• _WHAT NEEDS TO BE DONE_
Your reply should consist solely of the lines from the start of the material below through the line containing "use crate::domain::geom::Rect;", reproduced exactly.
┌──
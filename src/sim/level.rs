/// World loader.
///
/// ## Sources (priority order):
///   1. `[general] world` path from config.toml
///   2. Built-in world embedded from `assets/world.toml`
///
/// ## Format (TOML):
///   ```toml
///   title = "Portfolio World"
///   tile_size = 40.0
///   player_size = 28.0
///   map = ["#####", "#.P.#", "#####"]
///
///   [[zones]]
///   id = "about"          # also the route fragment: #about
///   label = "About"
///   color = "#4f8cff"
///   x = 1                 # rectangle in tiles
///   y = 1
///   w = 2
///   h = 1
///   lines = ["..."]
///
///   [[zones.tracks]]      # optional, played with the digit keys
///   title = "Loop"
///   beat_ms = 180
///   notes = [60, 64, 67, 0]
///   ```
///
/// ## Tile legend:
///   '#' = Solid    '.' or ' ' = Empty    'P' = Player spawn (exactly one)
///
/// The player spawns centered in the `P` tile.

use std::collections::HashSet;
use std::path::{Path, PathBuf};

use glam::Vec2;
use serde::Deserialize;

use crate::domain::geom::Rect;
use crate::domain::tile::TileGrid;
use crate::domain::zone::{Rgb, Track, Zone};
use super::world::World;

pub const BUILTIN_WORLD: &str = include_str!("../../assets/world.toml");

#[derive(Debug, thiserror::Error)]
pub enum WorldError {
    #[error("cannot read {}: {source}", .path.display())]
    Io {
        path: PathBuf,
        #[source]
        source: std::io::Error,
    },
    #[error("invalid world file: {0}")]
    Parse(#[from] toml::de::Error),
    #[error("map is empty")]
    EmptyMap,
    #[error("map row {row} has {found} columns, expected {expected}")]
    RaggedRow { row: usize, found: usize, expected: usize },
    #[error("unknown map character {ch:?} at row {row}, column {col}")]
    BadChar { ch: char, row: usize, col: usize },
    #[error("map must contain exactly one 'P' spawn, found {0}")]
    Spawn(usize),
    #[error("player spawn overlaps a solid tile")]
    SpawnBlocked,
    #[error("tile_size must be positive and player_size in (0, tile_size]")]
    BadSize,
    #[error("zone id {0:?} must be non-empty ASCII letters, digits, '-' or '_'")]
    BadZoneId(String),
    #[error("duplicate zone id {0:?}")]
    DuplicateZone(String),
    #[error("zone {id:?}: bad color {color:?} (expected #rrggbb)")]
    BadColor { id: String, color: String },
    #[error("zone {0:?} is empty or lies outside the world")]
    ZoneOutside(String),
}

// ══════════════════════════════════════════════════════════════
// File schema
// ══════════════════════════════════════════════════════════════

#[derive(Deserialize, Debug)]
struct WorldFile {
    #[serde(default = "default_title")]
    title: String,
    #[serde(default = "default_tile_size")]
    tile_size: f32,
    #[serde(default = "default_player_size")]
    player_size: f32,
    map: Vec<String>,
    #[serde(default)]
    zones: Vec<ZoneFile>,
}

#[derive(Deserialize, Debug)]
struct ZoneFile {
    id: String,
    #[serde(default)]
    label: Option<String>,
    color: String,
    x: u32,
    y: u32,
    w: u32,
    h: u32,
    #[serde(default)]
    lines: Vec<String>,
    #[serde(default)]
    tracks: Vec<TrackFile>,
}

#[derive(Deserialize, Debug)]
struct TrackFile {
    title: String,
    notes: Vec<u8>,
    #[serde(default = "default_beat_ms")]
    beat_ms: u32,
}

fn default_title() -> String { "Portfolio World".into() }
fn default_tile_size() -> f32 { 40.0 }
fn default_player_size() -> f32 { 28.0 }
fn default_beat_ms() -> u32 { 200 }

// ══════════════════════════════════════════════════════════════
// Public API
// ══════════════════════════════════════════════════════════════

/// Load the world from `path`, or the built-in world when `None`.
pub fn load_world(path: Option<&Path>) -> Result<World, WorldError> {
    match path {
        Some(p) => {
            let text = std::fs::read_to_string(p)
                .map_err(|source| WorldError::Io { path: p.to_path_buf(), source })?;
            let world = parse_world(&text)?;
            log::info!("loaded world {:?} from {}", world.title, p.display());
            Ok(world)
        }
        None => {
            let world = parse_world(BUILTIN_WORLD)?;
            log::info!("loaded built-in world {:?}", world.title);
            Ok(world)
        }
    }
}

pub fn parse_world(text: &str) -> Result<World, WorldError> {
    let file: WorldFile = toml::from_str(text)?;

    let ts = file.tile_size;
    let ps = file.player_size;
    if !(ts.is_finite() && ts > 0.0 && ps.is_finite() && ps > 0.0 && ps <= ts) {
        return Err(WorldError::BadSize);
    }

    let (grid, spawn_tile) = parse_map(&file.map, ts)?;
    let inset = (ts - ps) * 0.5;
    let spawn = Vec2::new(
        spawn_tile.0 as f32 * ts + inset,
        spawn_tile.1 as f32 * ts + inset,
    );
    if grid.overlaps_solid(&Rect::new(spawn.x, spawn.y, ps, ps)) {
        return Err(WorldError::SpawnBlocked);
    }

    let mut seen = HashSet::new();
    let mut zones = Vec::with_capacity(file.zones.len());
    for z in file.zones {
        zones.push(build_zone(z, &grid, &mut seen)?);
    }

    Ok(World { title: file.title, grid, zones, spawn, player_size: ps })
}

// ══════════════════════════════════════════════════════════════
// Validation
// ══════════════════════════════════════════════════════════════

/// Returns the grid and the spawn tile `(col, row)`.
fn parse_map(map: &[String], tile_size: f32) -> Result<(TileGrid, (usize, usize)), WorldError> {
    let expected = map.first().map(|r| r.chars().count()).unwrap_or(0);
    if expected == 0 {
        return Err(WorldError::EmptyMap);
    }

    let mut spawns = vec![];
    for (row, line) in map.iter().enumerate() {
        let found = line.chars().count();
        if found != expected {
            return Err(WorldError::RaggedRow { row, found, expected });
        }
        for (col, ch) in line.chars().enumerate() {
            match ch {
                '#' | '.' | ' ' => {}
                'P' => spawns.push((col, row)),
                _ => return Err(WorldError::BadChar { ch, row, col }),
            }
        }
    }
    if spawns.len() != 1 {
        return Err(WorldError::Spawn(spawns.len()));
    }

    let rows: Vec<&str> = map.iter().map(String::as_str).collect();
    Ok((TileGrid::from_rows(&rows, tile_size), spawns[0]))
}

fn build_zone(z: ZoneFile, grid: &TileGrid, seen: &mut HashSet<String>) -> Result<Zone, WorldError> {
    let id_ok = !z.id.is_empty()
        && z.id.chars().all(|c| c.is_ascii_alphanumeric() || c == '-' || c == '_');
    if !id_ok {
        return Err(WorldError::BadZoneId(z.id));
    }
    // Fragments match case-insensitively, so ids must too.
    if !seen.insert(z.id.to_ascii_lowercase()) {
        return Err(WorldError::DuplicateZone(z.id));
    }
    let Some(color) = Rgb::parse_hex(&z.color) else {
        return Err(WorldError::BadColor { id: z.id, color: z.color });
    };

    let fits = z.w > 0
        && z.h > 0
        && (z.x as u64 + z.w as u64) <= grid.cols() as u64
        && (z.y as u64 + z.h as u64) <= grid.rows() as u64;
    if !fits {
        return Err(WorldError::ZoneOutside(z.id));
    }

    let ts = grid.tile_size();
    let rect = Rect::new(z.x as f32 * ts, z.y as f32 * ts, z.w as f32 * ts, z.h as f32 * ts);
    let tracks = z
        .tracks
        .into_iter()
        .map(|t| Track { title: t.title, notes: t.notes, beat_ms: t.beat_ms.clamp(40, 2000) })
        .collect();

    Ok(Zone {
        label: z.label.unwrap_or_else(|| z.id.clone()),
        id: z.id,
        color,
        rect,
        lines: z.lines,
        tracks,
    })
}

#[cfg(test)]
mod tests {
    use super::*;

    const SMALL: &str = r"
        title = 'Small'
        map = [
            '######',
            '#.P..#',
            '#....#',
            '######',
        ]

        [[zones]]
        id = 'about'
        color = '#112233'
        x = 3
        y = 1
        w = 2
        h = 2
        lines = ['hello']
    ";

    #[test]
    fn builtin_world_loads() {
        let w = load_world(None).unwrap();
        let ids: Vec<&str> = w.zones.iter().map(|z| z.id.as_str()).collect();
        assert_eq!(ids, ["about", "projects", "music", "contact"]);
        assert_eq!(w.grid.cols(), 40);
        assert_eq!(w.grid.rows(), 24);
        assert!(!w.grid.overlaps_solid(&w.spawn_rect()));
        let music = &w.zones[w.zone_index("music").unwrap()];
        assert_eq!(music.tracks.len(), 3);
        // No zone overlaps the spawn, so nothing opens on the first frame.
        assert!(w.zones.iter().all(|z| !z.rect.intersects(&w.spawn_rect())));
    }

    #[test]
    fn spawn_is_centered_in_p_tile() {
        let w = parse_world(SMALL).unwrap();
        assert_eq!(w.spawn, Vec2::new(86.0, 46.0));
        assert_eq!(w.title, "Small");
        assert_eq!(w.zones[0].label, "about");
        assert_eq!(w.zones[0].rect, Rect::new(120.0, 40.0, 80.0, 80.0));
    }

    #[test]
    fn ragged_rows_are_rejected() {
        let text = "map = [\"####\", \"#P.\", \"####\"]";
        assert!(matches!(
            parse_world(text),
            Err(WorldError::RaggedRow { row: 1, found: 3, expected: 4 })
        ));
    }

    #[test]
    fn spawn_count_and_characters_are_checked() {
        assert!(matches!(parse_world("map = [\"#..#\"]"), Err(WorldError::Spawn(0))));
        assert!(matches!(parse_world("map = [\"#PP#\"]"), Err(WorldError::Spawn(2))));
        assert!(matches!(
            parse_world("map = [\"#P$#\"]"),
            Err(WorldError::BadChar { ch: '$', row: 0, col: 2 })
        ));
        assert!(matches!(parse_world("map = []"), Err(WorldError::EmptyMap)));
    }

    #[test]
    fn zone_validation() {
        let dup = format!("{SMALL}\n[[zones]]\nid = \"About\"\ncolor = \"#000000\"\nx = 1\ny = 1\nw = 1\nh = 1\n");
        assert!(matches!(parse_world(&dup), Err(WorldError::DuplicateZone(_))));

        let bad_color = SMALL.replace("#112233", "blue");
        assert!(matches!(parse_world(&bad_color), Err(WorldError::BadColor { .. })));

        let outside = SMALL.replace("w = 2", "w = 9");
        assert!(matches!(parse_world(&outside), Err(WorldError::ZoneOutside(_))));

        let bad_id = SMALL.replace("id = \"about\"", "id = \"a b\"");
        assert!(matches!(parse_world(&bad_id), Err(WorldError::BadZoneId(_))));
    }

    #[test]
    fn sizes_are_checked() {
        let text = format!("player_size = 50.0\n{SMALL}");
        assert!(matches!(parse_world(&text), Err(WorldError::BadSize)));
    }

    #[test]
    fn missing_file_is_an_io_error() {
        let err = load_world(Some(Path::new("/nonexistent/world.toml"))).unwrap_err();
        assert!(matches!(err, WorldError::Io { .. }));
    }
}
└──
• _YOUR SOLUTION_
filename src/sim/level.rs
/// World loader.
///
/// ## Sources (priority order):
///   1. `[general] world` path from config.toml
///   2. Built-in world embedded from `assets/world.toml`
///
/// ## Format (TOML):
///   ```toml
///   title = "Portfolio World"
///   tile_size = 40.0
///   player_size = 28.0
///   map = ["#####", "#.P.#", "#####"]
///
///   [[zones]]
///   id = "about"          # also the route fragment: #about
///   label = "About"
///   color = "#4f8cff"
///   x = 1                 # rectangle in tiles
///   y = 1
///   w = 2
///   h = 1
///   lines = ["..."]
///
///   [[zones.tracks]]      # optional, played with the digit keys
///   title = "Loop"
///   beat_ms = 180
///   notes = [60, 64, 67, 0]
///   ```
///
/// ## Tile legend:
///   '#' = Solid    '.' or ' ' = Empty    'P' = Player spawn (exactly one)
///
/// The player spawns centered in the `P` tile.

use std::collections::HashSet;
use std::path::{Path, PathBuf};

use glam::Vec2;
use serde::Deserialize;

use crate::domain::geom::Rect;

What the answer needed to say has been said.